What's your ultimate goal for Below Sycamore?

DM: I want Below Sycamore to become a television series and I want the play to get out there again for audiences to experience and enjoy. I want the graphic novel to blossom into a franchise and a universe that whets the appetite of comic book aficionados. I want Below Sycamore to become a healing movement and to spread the message that you need power and you need community to battle the demonic forces of addiction and the community is available to support you on the journey through recovery.  We have very little content in the addiction community that speaks to the addicted suffering and I believe Below Sycamore will resonate with many addicts as well as non-addicts.

BD: Ultimately, I'd love to see Below Sycamore make its way to screen — whether acted or as an animation, and ideally as both. The universe we have developed is really rich with storylines and twists, and also incorporates real-life events that even teach the readers a little history.

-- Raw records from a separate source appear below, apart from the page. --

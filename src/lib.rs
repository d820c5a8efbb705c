//! codelift library crate
//!
//! Turns legacy HTML/CSS/JS into suggestions for a modern component project and
//! moves files to and from GitHub. The CLI in `main.rs` is a thin layer over these
//! modules.

pub mod config;
pub mod github;
pub mod history;
pub mod keyring;
pub mod logging;
pub mod project;
pub mod source;
pub mod suggest;
//! Suggestion engine for codelift
//!
//! `Suggester::analyze` fans one source blob out to three independent model calls
//! (components, reusable styles, project layout) and settles all of them before
//! answering. `Suggester::enhance` is the single-call variant that rewrites one file.

pub mod llm;
pub mod settle;

use crate::project::{ProjectFile, ProjectStructure};
use llm::parse::{
    parse_component_suggestions, parse_enhanced_code, parse_project_files,
    parse_style_suggestions,
};
use llm::prompts::{
    format_components_prompt, format_enhance_prompt, format_project_prompt,
    format_styles_prompt, COMPONENTS_SYSTEM, ENHANCE_SYSTEM, PROJECT_SYSTEM, STYLES_SYSTEM,
};
use llm::{GenerationRequest, Model, TextGenerator, Usage};
use serde::Serialize;
use settle::{aggregate, describe_join_error, settle_branch, Branch, BranchOutcomes};
use std::sync::Arc;
use thiserror::Error;

/// Failures surfaced to callers of `analyze` and `enhance`.
///
/// A partial upstream failure has no variant: it shows up as empty fields
/// and `Suggestions::degraded`, not as an error.
#[derive(Debug, Error)]
pub enum SuggestError {
    #[error("Code input is empty.")]
    EmptyInput,
    #[error("Failed to get suggestions from AI.")]
    AllUpstreamFailed,
    #[error("An unexpected error occurred while analyzing the code: {0}")]
    Unexpected(String),
    /// Enhancement failure, message kept verbatim.
    #[error("{0}")]
    Upstream(String),
    #[error("No generated file at {0}")]
    UnknownFile(String),
}

impl SuggestError {
    /// Stable machine-readable kind
    pub fn kind(&self) -> &'static str {
        match self {
            SuggestError::EmptyInput => "empty-input",
            SuggestError::AllUpstreamFailed => "all-upstream-failed",
            SuggestError::Unexpected(_) => "unexpected",
            SuggestError::Upstream(_) => "upstream",
            SuggestError::UnknownFile(_) => "unknown-file",
        }
    }
}

/// A validated, immutable analysis input shared by the three branches.
#[derive(Debug, Clone)]
pub struct AnalysisRequest {
    source: Arc<str>,
}

impl AnalysisRequest {
    /// Rejects empty and whitespace-only input.
    pub fn new(source: &str) -> Result<Self, SuggestError> {
        if source.trim().is_empty() {
            return Err(SuggestError::EmptyInput);
        }
        Ok(Self {
            source: Arc::from(source),
        })
    }

    pub fn source(&self) -> &str {
        &self.source
    }
}

/// A branch payload plus the token usage it cost.
#[derive(Debug, Clone)]
pub(crate) struct Generated<T> {
    pub value: T,
    pub usage: Option<Usage>,
}

/// Aggregated analysis result. Fields of failed branches are empty.
#[derive(Debug, Clone, Default, PartialEq)]
pub struct Suggestions {
    /// Markdown describing the suggested component split
    pub components: String,
    /// Style suggestions, newline-joined in the order received
    pub styles: String,
    pub project: ProjectStructure,
    /// Branches that failed, in branch order. Reasons are logged, not kept.
    pub degraded: Vec<Branch>,
    pub usage: Option<Usage>,
}

impl Suggestions {
    pub fn is_degraded(&self) -> bool {
        !self.degraded.is_empty()
    }
}

/// Replacement body for one file.
#[derive(Debug, Clone, PartialEq)]
pub struct Enhancement {
    pub enhanced_code: String,
    pub usage: Option<Usage>,
}

/// Wire form of an analysis result: either the three fields or a single error.
#[derive(Debug, Clone, Serialize)]
#[serde(untagged)]
pub enum AnalysisResponse {
    Success {
        components: String,
        styles: String,
        project: Vec<ProjectFile>,
        #[serde(skip_serializing_if = "Vec::is_empty")]
        degraded: Vec<Branch>,
    },
    Failure {
        error: String,
    },
}

impl From<Result<Suggestions, SuggestError>> for AnalysisResponse {
    fn from(result: Result<Suggestions, SuggestError>) -> Self {
        match result {
            Ok(s) => AnalysisResponse::Success {
                components: s.components,
                styles: s.styles,
                project: s.project.into_files(),
                degraded: s.degraded,
            },
            Err(err) => AnalysisResponse::Failure {
                error: err.to_string(),
            },
        }
    }
}

/// Wire form of an enhancement result.
#[derive(Debug, Clone, Serialize)]
#[serde(untagged)]
pub enum EnhancementResponse {
    Success {
        #[serde(rename = "enhancedCode")]
        enhanced_code: String,
    },
    Failure {
        error: String,
    },
}

impl From<Result<Enhancement, SuggestError>> for EnhancementResponse {
    fn from(result: Result<Enhancement, SuggestError>) -> Self {
        match result {
            Ok(e) => EnhancementResponse::Success {
                enhanced_code: e.enhanced_code,
            },
            Err(err) => EnhancementResponse::Failure {
                error: err.to_string(),
            },
        }
    }
}

/// Entry point for analysis and enhancement. Holds no per-call state.
#[derive(Clone)]
pub struct Suggester {
    generator: Arc<dyn TextGenerator>,
}

impl Suggester {
    pub fn new(generator: Arc<dyn TextGenerator>) -> Self {
        Self { generator }
    }

    /// Analyze a legacy source blob.
    ///
    /// Empty input fails before any call is made. Otherwise exactly three model calls
    /// are issued concurrently and all of them are awaited; the result is partial
    /// unless every call failed. Branch tasks are detached, so dropping this future
    /// does not cancel calls already in flight.
    pub async fn analyze(&self, source: &str) -> Result<Suggestions, SuggestError> {
        let request = AnalysisRequest::new(source)?;
        let generator = Arc::clone(&self.generator);

        match tokio::spawn(run_analysis(generator, request)).await {
            Ok(result) => result,
            Err(err) => {
                let detail = describe_join_error(&err);
                tracing::error!("analysis aborted: {}", detail);
                Err(SuggestError::Unexpected(detail))
            }
        }
    }

    /// Rewrite one file according to a free-text instruction.
    ///
    /// The instruction is passed through as-is, empty or not. The caller decides
    /// which project file the result replaces.
    pub async fn enhance(
        &self,
        file_content: &str,
        instruction: &str,
    ) -> Result<Enhancement, SuggestError> {
        let generator = Arc::clone(&self.generator);
        let request = GenerationRequest::new(
            ENHANCE_SYSTEM,
            format_enhance_prompt(file_content, instruction),
            Model::Smart,
        );

        let call = tokio::spawn(async move {
            let response = generator.generate(request).await?;
            let enhanced_code = parse_enhanced_code(&response.content)?;
            Ok::<_, anyhow::Error>(Enhancement {
                enhanced_code,
                usage: response.usage,
            })
        });

        match call.await {
            Ok(Ok(enhancement)) => Ok(enhancement),
            Ok(Err(err)) => {
                tracing::warn!("enhancement failed: {:#}", err);
                Err(SuggestError::Upstream(err.to_string()))
            }
            Err(err) => Err(SuggestError::Unexpected(describe_join_error(&err))),
        }
    }

    /// Enhance the generated file at `path` and swap the result into `project`.
    ///
    /// On failure the project is left untouched.
    pub async fn enhance_file(
        &self,
        project: &mut ProjectStructure,
        path: &str,
        instruction: &str,
    ) -> Result<Enhancement, SuggestError> {
        let current = project
            .get(path)
            .map(|file| file.content.clone())
            .ok_or_else(|| SuggestError::UnknownFile(path.to_string()))?;

        let enhancement = self.enhance(&current, instruction).await?;
        project.replace_content(path, enhancement.enhanced_code.clone());
        Ok(enhancement)
    }
}

async fn run_analysis(
    generator: Arc<dyn TextGenerator>,
    request: AnalysisRequest,
) -> Result<Suggestions, SuggestError> {
    tracing::debug!(bytes = request.source().len(), "dispatching analysis branches");

    let components = tokio::spawn(suggest_components(
        Arc::clone(&generator),
        request.clone(),
    ));
    let styles = tokio::spawn(suggest_styles(Arc::clone(&generator), request.clone()));
    let project = tokio::spawn(generate_project(generator, request));

    let (components, styles, project) = tokio::join!(components, styles, project);

    aggregate(BranchOutcomes {
        components: settle_branch(Branch::Components, components),
        styles: settle_branch(Branch::Styles, styles),
        project: settle_branch(Branch::Project, project),
    })
}

async fn suggest_components(
    generator: Arc<dyn TextGenerator>,
    request: AnalysisRequest,
) -> settle::Outcome<String> {
    let response = generator
        .generate(GenerationRequest::new(
            COMPONENTS_SYSTEM,
            format_components_prompt(request.source()),
            Model::Speed,
        ))
        .await?;
    Ok(Generated {
        value: parse_component_suggestions(&response.content)?,
        usage: response.usage,
    })
}

async fn suggest_styles(
    generator: Arc<dyn TextGenerator>,
    request: AnalysisRequest,
) -> settle::Outcome<Vec<String>> {
    let response = generator
        .generate(GenerationRequest::new(
            STYLES_SYSTEM,
            format_styles_prompt(request.source()),
            Model::Speed,
        ))
        .await?;
    Ok(Generated {
        value: parse_style_suggestions(&response.content)?,
        usage: response.usage,
    })
}

async fn generate_project(
    generator: Arc<dyn TextGenerator>,
    request: AnalysisRequest,
) -> settle::Outcome<Vec<ProjectFile>> {
    let response = generator
        .generate(GenerationRequest::new(
            PROJECT_SYSTEM,
            format_project_prompt(request.source()),
            Model::Smart,
        ))
        .await?;
    Ok(Generated {
        value: parse_project_files(&response.content)?,
        usage: response.usage,
    })
}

If Below Sycamore could elevate itself to the level of edutainment, where it's not only entertaining audiences but also teaching people about history and the experience and suffering of an addict, that would be a win.  

You're sitting down with your 20-year-old and 80-year-old selves. What are those conversations like?

DM: If the 20-year-old version doesn't beat the hell out of me I would tell him about awareness. The 80-year-old version, same thing — awareness, awareness, awareness.

You're taking a first-time visitor on a one-day tour of L.A. Where are some of your top stops?

DM: I would hit the Seal Beach Jetty for a morning surf, then Gardena Bowl for breakfast drive up to Temescal Canyon for a little hike and maybe catch a comedy show at the Comedy Store or a concert at Teragram Ballroom and end the night chopping it up at California Roll Factory for some sushi or at Canter's on Fairfax until midnight.

What are you working on now?

DM: My daughter and I and my business partner Brandon Dorsky are writing Season 2 of Below Sycamore and I just finished an album of gorgeous music with my friend and producer Kamal Humphrey de Iruretagoyena that should be out soon.  

Can readers expect the third issue of Below Sycamore and if so, when?

DM: Issue three will hit the world in summer 2022. 

Do you have any plans to resume efforts to turn Below Sycamore into a TV series or movie?

DM: Hell yes!! I believe Below Sycamore will manifest itself on the screen very, very soon.

BD: Now that we have a few issues of the comic published and a window into the Below Sycamore universe opened, we have resumed shopping the script around for development and already have some active conversations.